Only an exact reprint of all the data is acceptable.

[Opening GIVEN RECORDS section]

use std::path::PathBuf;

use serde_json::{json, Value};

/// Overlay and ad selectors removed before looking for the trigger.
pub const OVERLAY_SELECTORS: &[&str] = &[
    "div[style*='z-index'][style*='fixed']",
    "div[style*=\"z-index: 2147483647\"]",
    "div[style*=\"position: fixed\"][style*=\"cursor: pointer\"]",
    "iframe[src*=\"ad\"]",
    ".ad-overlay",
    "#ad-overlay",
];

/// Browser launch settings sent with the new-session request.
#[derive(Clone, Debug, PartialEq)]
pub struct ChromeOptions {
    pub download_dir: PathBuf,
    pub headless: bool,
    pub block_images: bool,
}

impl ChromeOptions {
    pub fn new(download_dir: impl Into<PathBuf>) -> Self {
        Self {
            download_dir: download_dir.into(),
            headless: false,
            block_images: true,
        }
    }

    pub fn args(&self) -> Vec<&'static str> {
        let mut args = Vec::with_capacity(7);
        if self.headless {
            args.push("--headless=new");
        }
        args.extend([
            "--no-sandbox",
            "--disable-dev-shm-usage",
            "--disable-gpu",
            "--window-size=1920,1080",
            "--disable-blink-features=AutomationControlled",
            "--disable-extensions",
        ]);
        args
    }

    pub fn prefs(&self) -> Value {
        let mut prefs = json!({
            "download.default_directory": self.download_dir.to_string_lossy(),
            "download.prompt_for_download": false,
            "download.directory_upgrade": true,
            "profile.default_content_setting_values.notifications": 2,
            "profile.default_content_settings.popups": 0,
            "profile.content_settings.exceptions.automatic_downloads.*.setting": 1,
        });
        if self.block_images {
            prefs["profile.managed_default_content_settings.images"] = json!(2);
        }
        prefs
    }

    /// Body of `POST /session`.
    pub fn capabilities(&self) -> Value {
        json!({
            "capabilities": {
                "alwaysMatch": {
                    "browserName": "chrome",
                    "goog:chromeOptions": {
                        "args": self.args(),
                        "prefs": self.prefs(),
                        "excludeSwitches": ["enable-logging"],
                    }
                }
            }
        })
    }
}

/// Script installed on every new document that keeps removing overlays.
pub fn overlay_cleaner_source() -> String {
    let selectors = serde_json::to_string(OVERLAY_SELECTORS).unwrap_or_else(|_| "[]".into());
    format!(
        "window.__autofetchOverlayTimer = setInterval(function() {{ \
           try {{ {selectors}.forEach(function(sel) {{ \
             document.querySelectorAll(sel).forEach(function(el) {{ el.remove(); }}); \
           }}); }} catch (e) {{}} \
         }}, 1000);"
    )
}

[Closing GIVEN RECORDS section]

§ RESPONSE:
use std::path::PathBuf;

use serde_json::{json, Value};

/// Overlay and ad selectors removed before looking for the trigger.
pub const OVERLAY_SELECTORS: &[&str] = &[
    "div[style*='z-index'][style*='fixed']",
    "div[style*=\"z-index: 2147483647\"]",
    "div[style*=\"position: fixed\"][style*=\"cursor: pointer\"]",
    "iframe[src*=\"ad\"]",
    ".ad-overlay",
    "#ad-overlay",
];

/// Browser launch settings sent with the new-session request.
#[derive(Clone, Debug, PartialEq)]
pub struct ChromeOptions {
    pub download_dir: PathBuf,
    pub headless: bool,
    pub block_images: bool,
}

impl ChromeOptions {
    pub fn new(download_dir: impl Into<PathBuf>) -> Self {
        Self {
            download_dir: download_dir.into(),
            headless: false,
            block_images: true,
        }
    }

    pub fn args(&self) -> Vec<&'static str> {
        let mut args = Vec::with_capacity(7);
        if self.headless {
            args.push("--headless=new");
        }
        args.extend([
            "--no-sandbox",
            "--disable-dev-shm-usage",
            "--disable-gpu",
            "--window-size=1920,1080",
            "--disable-blink-features=AutomationControlled",
            "--disable-extensions",
        ]);
        args
    }

    pub fn prefs(&self) -> Value {
        let mut prefs = json!({
            "download.default_directory": self.download_dir.to_string_lossy(),
            "download.prompt_for_download": false,
            "download.directory_upgrade": true,
            "profile.default_content_setting_values.notifications": 2,
            "profile.default_content_settings.popups": 0,
            "profile.content_settings.exceptions.automatic_downloads.*.setting": 1,
        });
        if self.block_images {
            prefs["profile.managed_default_content_settings.images"] = json!(2);
        }
        prefs
    }

    /// Body of `POST /session`.
    pub fn capabilities(&self) -> Value {
        json!({
            "capabilities": {
                "alwaysMatch": {
                    "browserName": "chrome",
                    "goog:chromeOptions": {
                        "args": self.args(),
                        "prefs": self.prefs(),
                        "excludeSwitches": ["enable-logging"],
                    }
                }
            }
        })
    }
}

/// Script installed on every new document that keeps removing overlays.
pub fn overlay_cleaner_source() -> String {
    let selectors = serde_json::to_string(OVERLAY_SELECTORS).unwrap_or_else(|_| "[]".into());
    format!(
        "window.__autofetchOverlayTimer = setInterval(function() {{ \
           try {{ {selectors}.forEach(function(sel) {{ \
             document.querySelectorAll(sel).forEach(function(el) {{ el.remove(); }}); \
           }}); }} catch (e) {{}} \
         }}, 1000);"
    )
}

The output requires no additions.